Podkreślał, że Radiem Maryja trzeba się cieszyć, ale też rozwijać, wspomagać je i chronić. "Ono stanowi rękojmię naszej wolności, trzeba z nim być w dobrej i złej doli, nie pozwalać, by je dyskredytowano i to dzieło obrażano, przyczyniać się do jego doskonalenia, aby było zawsze miejscem dialogu ze społeczeństwem, przestrzenią budowania dobra i przekazywania bożej prawdy" - wzywał hierarcha.

Apelował też o pomoc materialną i duchową dla powodzian w czasie, kiedy "temat powodzi przestał być atrakcyjny medialnie". Nawiązując do katastrofy prezydenckiego samolotu pod Smoleńskiem podkreślał, że Polacy oczekują w tej sprawie na wyczerpujące wyjaśnienia, a cisnące się pytania nie mogą pozostać bez odpowiedzi. "Szukanie prawdy jest także drogą świadczenia miłości tym wszystkim, dla których ta tragedia jest wciąż żywa" - powiedział hierarcha.

W pielgrzymce uczestniczyły rodziny ofiar smoleńskiej tragedii: Przemysława Gosiewskiego, Zbigniewa Wassermanna, Aleksandra Fedorowicza, Janusza Kurtyki, Stefana Melaka, Tomasza Merty, ks.
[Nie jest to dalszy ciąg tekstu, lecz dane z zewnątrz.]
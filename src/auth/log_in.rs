//! Handles log-in requests.
//! The cookie module handles the lower level session cookie logic.

use std::sync::{Arc, Mutex};

use axum::{
    extract::{FromRef, State},
    response::{IntoResponse, Response},
};
use axum_extra::extract::{PrivateCookieJar, cookie::Key};
use rusqlite::Connection;
use serde::{Deserialize, Serialize};
use time::{Duration, OffsetDateTime};

use crate::{
    ApiResponse, AppState, Error,
    auth::cookie::set_auth_cookie,
    extract::Json,
    permission::get_user_permissions,
    user::{User, UserID, UserProfile, get_user_by_username, get_user_profile, record_log_in},
};

/// How long the auth cookie should last if the user selects "remember me" at log-in.
pub(crate) const REMEMBER_ME_COOKIE_DURATION: Duration = Duration::days(7);

/// The state needed to perform a login.
#[derive(Debug, Clone)]
pub struct LogInState {
    /// The key to be used for signing and encrypting private cookies.
    pub cookie_key: Key,
    /// The duration for which cookies used for authentication are valid.
    pub cookie_duration: Duration,
    pub db_connection: Arc<Mutex<Connection>>,
}

impl FromRef<AppState> for LogInState {
    fn from_ref(state: &AppState) -> Self {
        Self {
            cookie_key: state.cookie_key.clone(),
            cookie_duration: state.cookie_duration,
            db_connection: state.db_connection.clone(),
        }
    }
}

// this impl tells `PrivateCookieJar` how to access the key from our state
impl FromRef<LogInState> for Key {
    fn from_ref(state: &LogInState) -> Self {
        state.cookie_key.clone()
    }
}

/// The credentials sent in a log-in request.
///
/// The password is not validated here since it is only compared against the stored hash.
#[derive(Clone, Serialize, Deserialize)]
pub struct LogInData {
    pub username: String,
    pub password: String,
    /// Whether to extend the initial session to one week.
    #[serde(default)]
    pub remember_me: bool,
}

/// The logged in user and the names of their effective permissions.
#[derive(Debug, Clone, PartialEq, Serialize, Deserialize)]
pub struct SessionData {
    pub user: UserProfile,
    pub permissions: Vec<String>,
}

/// Build the session data returned after logging in or registering.
pub(crate) fn get_session_data(
    user_id: UserID,
    connection: &Connection,
) -> Result<SessionData, Error> {
    let user = get_user_profile(user_id, connection)?;
    let permissions = get_user_permissions(user_id, connection)?
        .into_iter()
        .map(|permission| permission.name().to_owned())
        .collect();

    Ok(SessionData { user, permissions })
}

/// Look up the user trying to log in.
///
/// The database lock is released before returning so the password can be
/// checked without blocking other requests.
fn find_log_in_user(state: &LogInState, username: &str) -> Result<User, Error> {
    let connection = state.db_connection.lock().map_err(|error| {
        tracing::error!("could not acquire database lock: {error}");
        Error::DatabaseLockError
    })?;

    match get_user_by_username(username.trim(), &connection) {
        Ok(user) => Ok(user),
        Err(Error::UserNotFound) => {
            tracing::info!("Log-in attempt for unknown user \"{username}\"");
            Err(Error::InvalidCredentials)
        }
        Err(error) => Err(error),
    }
}

/// Check the user's credentials and start a session.
///
/// Unknown usernames and wrong passwords are both reported as
/// [Error::InvalidCredentials]. Banned and inactive users are refused even
/// with the right password.
pub async fn log_in_endpoint(
    State(state): State<LogInState>,
    jar: PrivateCookieJar,
    Json(data): Json<LogInData>,
) -> Result<Response, Error> {
    let user = find_log_in_user(&state, &data.username)?;

    if !user.password_hash.verify(&data.password)? {
        tracing::info!("Wrong password for user {}", user.id);
        return Err(Error::InvalidCredentials);
    }

    user.ensure_can_log_in()?;

    let connection = state.db_connection.lock().map_err(|error| {
        tracing::error!("could not acquire database lock: {error}");
        Error::DatabaseLockError
    })?;
    record_log_in(user.id, OffsetDateTime::now_utc(), &connection)?;
    let session = get_session_data(user.id, &connection)?;

    let cookie_duration = if data.remember_me {
        REMEMBER_ME_COOKIE_DURATION
    } else {
        state.cookie_duration
    };
    let jar = set_auth_cookie(jar, user.id, cookie_duration)?;
    tracing::info!("User {} logged in", user.id);

    Ok((jar, ApiResponse::success(session)).into_response())
}
//! Report data computed from transactions: totals, a per-day series and
//! expenses grouped by cost type.

mod aggregation;
mod handlers;

pub use aggregation::{
    CategoryExpense, DailyEntry, FinancialSummary, MAX_DAILY_SERIES_DAYS, daily_series,
    expenses_by_category, financial_summary,
};
pub use handlers::{
    get_daily_series_endpoint, get_expenses_by_category_endpoint, get_financial_summary_endpoint,
    get_report_summary_endpoint,
};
Jana Osińskiego, Stanisława Zająca. Jak mówił o. Tadeusz Rydzyk, Jarosław Kaczyński ze względu na stan zdrowia matki nie mógł przyjechać. Dyrektor Radia Maryja wzywał do modlitwy w intencji ofiar katastrofy i ich rodzin. Sugerował też, że pomoc powodzianom ze strony instytucji państwowych nie jest wystarczająca.